Après des études dans le Lincolnshire, James Evans travailla dans le domaine de l’épicerie, où il s’initia au commerce et à la sténographie. En 1822, il suivit ses parents dans le Bas-Canada et trouva bientôt une place d’instituteur près du village haut-canadien de L’Orignal. Environ trois ans plus tard, sa femme et lui s’installèrent dans le canton d’Augusta, sur le Saint-Laurent, où il se serait converti au cours d’une assemblée méthodiste en plein air. En 1828, le président du district haut-canadien de l’Église méthodiste épiscopale, William Case*, le persuada d’aller enseigner à l’école du lac Rice, réservée aux jeunes Indiens.
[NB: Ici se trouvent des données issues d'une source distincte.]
//! Error handling - maps domain errors to `{error, details}` responses.

use actix_web::{HttpRequest, HttpResponse, ResponseError, error::JsonPayloadError, http::StatusCode, web};
use postforge_core::DomainError;
use postforge_shared::ErrorResponse;
use std::error::Error as _;

/// Application-level error type.
#[derive(Debug, thiserror::Error)]
pub enum AppError {
    #[error("Bad request: {0}")]
    BadRequest(String),

    /// Post generation failed; `details` is safe to show the caller.
    #[error("Generation failed: {0}")]
    Generation(String),

    #[error("Internal error: {0}")]
    Internal(String),
}

impl ResponseError for AppError {
    fn status_code(&self) -> StatusCode {
        match self {
            AppError::BadRequest(_) => StatusCode::BAD_REQUEST,
            AppError::Generation(_) | AppError::Internal(_) => StatusCode::INTERNAL_SERVER_ERROR,
        }
    }

    fn error_response(&self) -> HttpResponse {
        let error = match self {
            AppError::BadRequest(detail) => ErrorResponse::bad_request(detail),
            AppError::Generation(detail) => {
                ErrorResponse::new("Failed to generate post").with_details(detail)
            }
            AppError::Internal(detail) => {
                tracing::error!("Internal error: {}", detail);
                ErrorResponse::internal_error(detail)
            }
        };

        HttpResponse::build(self.status_code()).json(error)
    }
}

// Conversion from domain errors
impl From<DomainError> for AppError {
    fn from(err: DomainError) -> Self {
        match err {
            DomainError::Validation(msg) => AppError::BadRequest(msg),
            DomainError::Generation(ref cause) => {
                // The caller gets the generic message; the cause is only logged.
                tracing::error!(cause = %cause, "Post generation failed");
                if cause.is_configuration() {
                    tracing::error!("Provider credential missing - set OPENAI_API_KEY");
                }
                AppError::Generation(err.to_string())
            }
            DomainError::Store(e) => AppError::Internal(e.to_string()),
            DomainError::Export(msg) => AppError::Internal(msg),
        }
    }
}

/// Report malformed JSON bodies as `400 {error}`.
pub fn json_error_handler(err: JsonPayloadError, _req: &HttpRequest) -> actix_web::Error {
    let detail = err
        .source()
        .map(|s| s.to_string())
        .unwrap_or_else(|| err.to_string());
    AppError::BadRequest(format!("Invalid request body: {detail}")).into()
}

/// JSON extractor configuration shared by all routes.
pub fn json_config() -> web::JsonConfig {
    web::JsonConfig::default().error_handler(json_error_handler)
}

/// Result type alias for handlers.
pub type AppResult<T> = Result<T, AppError>;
Doué pour les langues, il n’eut guère de mal à comprendre le sauteux et se mit bientôt à l’écrire et à le traduire. Case l’encourageait régulièrement à donner suite à son projet de publier un « vocabulaire et [un] dictionnaire de mots indiens ».
En août 1830, pendant le séjour d’Evans au lac Rice, l’Église méthodiste épiscopale (plus tard appelée Église méthodiste wesleyenne) le prit à l’essai à titre de ministre. De 1831 à 1833, il œuvra dans les circonscriptions ecclésiastiques de Credit, d’Ancaster et de St Catharines. On l’ordonna en 1833 et l’année suivante on l’affecta à la mission Saint-Clair (près de Port Sarnia). À son arrivée en juillet, il constata qu’un grand nombre de Sauteux s’opposaient au christianisme [V. Bauzhi-geezhig-waeshikum] mais, en mars 1835, il put rapporter 15 conversions. Grâce à son travail à cet endroit et aux encouragements des autres missionnaires méthodistes, il fit de rapides progrès en linguistique autochtone. Avec Joseph Stinson*, Peter Jones* et Case, ainsi que son frère Ephraim*, il devint membre d’un comité chargé par la Conférence canadienne de l’Église méthodiste de concevoir un système de transcription du sauteux. Dès 1836, il proposa un syllabaire à huit consonnes et quatre voyelles, mais la société biblique de Toronto n’accepta pas de le publier cette année-là. En 1837, il passa quatre mois à New York afin de faire imprimer des traductions de cantiques et de textes bibliques ainsi que son ouvrage The speller and interpreter, in Indian and English, for the use of the mission schools [...].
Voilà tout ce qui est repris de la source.